Ausgerechnet die CDU plakatiert „Für eine Wärmewende ohne soziale Kälte“. Die Partei, deren Existenzweise im Privatisieren von Staatsfinanzen besteht, wittert bei den Grünen zudem Korruption. Die sind allerdings gegenüber CDU/CSU, FDP und SPD noch erheblich im Rückstand. Die Affäre um die „grüne Familien-Clique“ (CDU-Generalsekretär Mario Czaja) belegt das: Die Verschwippung und Verschwägerung rund um Habeck bietet Stoff fürs Verharmlosungskabarett, aber nicht für einen Untersuchungsausschuss, wie ihn CDU-Chef Friedrich Merz erwägt. Selbst wenn Patrick Graichen ein Verstoß gegen das Beamtenrecht nachgewiesen werden kann und er gehen muss – der Vorwurf, irgendeiner seiner Verwandten und Bekannten habe sich illegal bereichert, wird bislang von niemandem erhoben.
Wichtiger ist der Kern der Angelegenheit, und da kennen sich Merz und Co. aus: Cliquen, Seilschaften, Bandenbildung zur gemeinschaftlichen Bedienung aus der Staatskasse – alles erlaubt, solange sich keiner erwischen lässt. Bürgerlicher Parlamentarismus besteht nach den Worten von Marx aus dem „Bürgerkrieg in Frankreich“ 1871 darin, „einmal in drei oder sechs Jahren zu entscheiden, welches Mitglied der herrschenden Klasse das Volk im Parlament ver- und zertreten soll“. Wobei Marx wusste, dass es sich bei der parlamentarischen Republik um eine weltgeschichtliche Errungenschaft handelte – Beispiel sein Brief vom 30. Dezember 1864 im Namen der Internationalen Arbeiterassoziation an US-Präsident Abraham Lincoln mit einem Glückwunsch zu dessen Wiederwahl und zum Sieg über die Sklavenhalter des Südens der USA. Die Arbeiter Europas hätten „sofort“ begriffen, dass es um sie ging, als „die Kontrerevolution mit systematischer Gründlichkeit sich rühmte, ‚die zur Zeit des Aufbaues der alten Verfassung herrschenden Ideen‘ umzustoßen, und ‚die Sklaverei als eine heilsame Einrichtung – ja als die einzige Lösung des großen Problems der Beziehungen der Arbeit zum Kapital hinstellte‘ und zynisch das Eigentumsrecht auf den Menschen als den ‚Eckstein des neuen Gebäudes‘ proklamierte“.

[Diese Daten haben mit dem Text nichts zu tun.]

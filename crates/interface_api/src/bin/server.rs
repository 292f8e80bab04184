//! Claims Core - API Server Binary
//!
//! This binary starts the HTTP API server for the claims management system.
//!
//! # Usage
//!
//! ```bash
//! # Run with default configuration
//! cargo run --bin claims-api
//!
//! # Run with environment variables
//! API_HOST=0.0.0.0 API_PORT=8080 DATABASE_URL=postgres://... cargo run --bin claims-api
//! ```
//!
//! # Environment Variables
//!
//! * `API_HOST` - Server host (default: 0.0.0.0)
//! * `API_PORT` - Server port (default: 8080)
//! * `API_JWT_SECRET` - JWT signing secret (required in production)
//! * `API_JWT_EXPIRATION_SECS` - JWT token expiration in seconds (default: 3600)
//! * `API_DATABASE_URL` - PostgreSQL connection string
//! * `API_UPLOAD_DIR` - Directory claim documents are written to (default: uploads)
//! * `API_REPORT_DIR` - Directory report copies are written to (default: reports)
//! * `API_LOG_LEVEL` - Log level: trace, debug, info, warn, error (default: info)

use std::net::SocketAddr;
use std::sync::Arc;

use tokio::net::TcpListener;
use tracing_subscriber::{layer::SubscriberExt, util::SubscriberInitExt, EnvFilter};

use domain_claims::ClaimService;
use infra_db::{create_pool, DatabaseConfig, FilesystemDocumentStore, PgClaimStore};
use interface_api::{config::ApiConfig, create_router, AppState};

#[tokio::main]
async fn main() -> Result<(), Box<dyn std::error::Error>> {
    // Load .env file if present (useful for local development)
    dotenvy::dotenv().ok();

    let config = load_config();

    init_tracing(&config.log_level);

    tracing::info!(
        host = %config.host,
        port = %config.port,
        "Starting Claims Core API Server"
    );

    // Create database connection pool and storage adapters
    let pool = create_pool(DatabaseConfig::new(&config.database_url)).await?;

    tracing::info!("Running database migrations");
    sqlx::migrate!("../../migrations").run(&pool).await?;

    let store = Arc::new(PgClaimStore::new(pool.clone()));
    let documents = Arc::new(FilesystemDocumentStore::new(&config.upload_dir));
    let service = Arc::new(ClaimService::new(store, documents));

    let state = AppState::new(service, config.clone()).with_pool(pool);
    let app = create_router(state);

    let addr: SocketAddr = config.server_addr().parse()?;
    tracing::info!(%addr, "Server listening");

    let listener = TcpListener::bind(addr).await?;
    axum::serve(listener, app)
        .with_graceful_shutdown(shutdown_signal())
        .await?;

    tracing::info!("Server shutdown complete");
    Ok(())
}

/// Loads API configuration from environment variables.
///
/// Falls back to default values if environment variables are not set.
fn load_config() -> ApiConfig {
    ApiConfig::from_env().unwrap_or_else(|_| {
        // Fall back to individual env vars or defaults
        ApiConfig {
            host: std::env::var("API_HOST").unwrap_or_else(|_| "0.0.0.0".to_string()),
            port: std::env::var("API_PORT")
                .ok()
                .and_then(|p| p.parse().ok())
                .unwrap_or(8080),
            jwt_secret: std::env::var("API_JWT_SECRET")
                .unwrap_or_else(|_| "dev-secret-change-in-production".to_string()),
            jwt_expiration_secs: std::env::var("API_JWT_EXPIRATION_SECS")
                .ok()
                .and_then(|s| s.parse().ok())
                .unwrap_or(3600),
            database_url: std::env::var("DATABASE_URL")
                .or_else(|_| std::env::var("API_DATABASE_URL"))
                .unwrap_or_else(|_| "postgres://localhost/claims".to_string()),
            upload_dir: std::env::var("API_UPLOAD_DIR").unwrap_or_else(|_| "uploads".to_string()),
            report_dir: std::env::var("API_REPORT_DIR").unwrap_or_else(|_| "reports".to_string()),
            log_level: std::env::var("API_LOG_LEVEL")
                .or_else(|_| std::env::var("RUST_LOG"))
                .unwrap_or_else(|_| "info".to_string()),
        }
    })
}

/// Initializes the tracing subscriber for structured logging.
fn init_tracing(log_level: &str) {
    let filter = EnvFilter::try_from_default_env()
        .or_else(|_| EnvFilter::try_new(log_level))
        .unwrap_or_else(|_| EnvFilter::new("info"));

    tracing_subscriber::registry()
        .with(filter)
        .with(tracing_subscriber::fmt::layer().with_target(true))
        .init();
}

/// Waits for shutdown signal (Ctrl+C or SIGTERM).
///
/// This enables graceful shutdown of the server, allowing in-flight
/// requests to complete before the process exits.
async fn shutdown_signal() {
    let ctrl_c = async {
        tokio::signal::ctrl_c()
            .await
            .expect("Failed to install Ctrl+C handler");
    };

    #[cfg(unix)]
    let terminate = async {
        tokio::signal::unix::signal(tokio::signal::unix::SignalKind::terminate())
            .expect("Failed to install signal handler")
            .recv()
            .await;
    };

    #[cfg(not(unix))]
    let terminate = std::future::pending::<()>();

    tokio::select! {
        _ = ctrl_c => {
            tracing::info!("Received Ctrl+C, initiating graceful shutdown");
        }
        _ = terminate => {
            tracing::info!("Received SIGTERM, initiating graceful shutdown");
        }
    }
}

Die deutschen Grünen verlangen nicht die Sklaverei, sie sind „nur“ unter der Flagge von Bürger- und Menschenrechten Teil der antisozialen globalen Konterrevolution, die seit dem Ende der sozialistischen Länder Europas soziale Sicherungen und insbesondere Arbeitsschutzrechte pulverisiert. Eine CDU in der Opposition nutzt es gern aus, wenn ihr eine Grünen-Truppe, die mit ihrer Blindheit für soziale Fragen und ihrem militanten Gehabe an eine durchgeknallte Esoteriksekte erinnert, politisches Kapital liefert. Der „Spiegel“ nannte am 12. Mai einige Namen des Graichen-Netzwerks, „das wie kein anderes die deutsche Energie- und Klimapolitik lenkt“ – und zwar seit knapp 20 Jahren. Getragen wird es durch milliardenschwere Finanziers aus den USA. Graichen und Co. waren die Planer des Wirtschaftskriegs gegen Russland, der bislang in erster Linie die deutsche Industrie trifft. Das sprechen CDU und CSU so nicht aus, der Union war lediglich der Murks des Gesetzentwurfes, mit dem Millionen Haushalte zum Austausch ihrer Heizungen und zu Gebäudesanierungen gezwungen werden sollen, willkommener Anlass, den Unmut von Kapital und Bevölkerung zu schüren.
Mit Erfolg. Nach der Wahlschlappe der Grünen in Bremen entdeckte deren Vorsitzende Ricarda Lang am Montag, dass ihre Partei besser darin werden müsse, Klimaneutralität mit dem „materiellen Kern der sozialen Sicherheit zu verbinden“. Das kommt vielleicht zu spät: Sollte in Bremen eine Koalition von SPD und CDU gebildet werden, sind Rückwirkungen auf die Dreierregierung im Bund wahrscheinlich. Grüne „soziale Kälte“ gilt inzwischen als die Wiederwahl gefährdend. In der Berliner Luft liegt ein Hauch von Grünen-Dämmerung.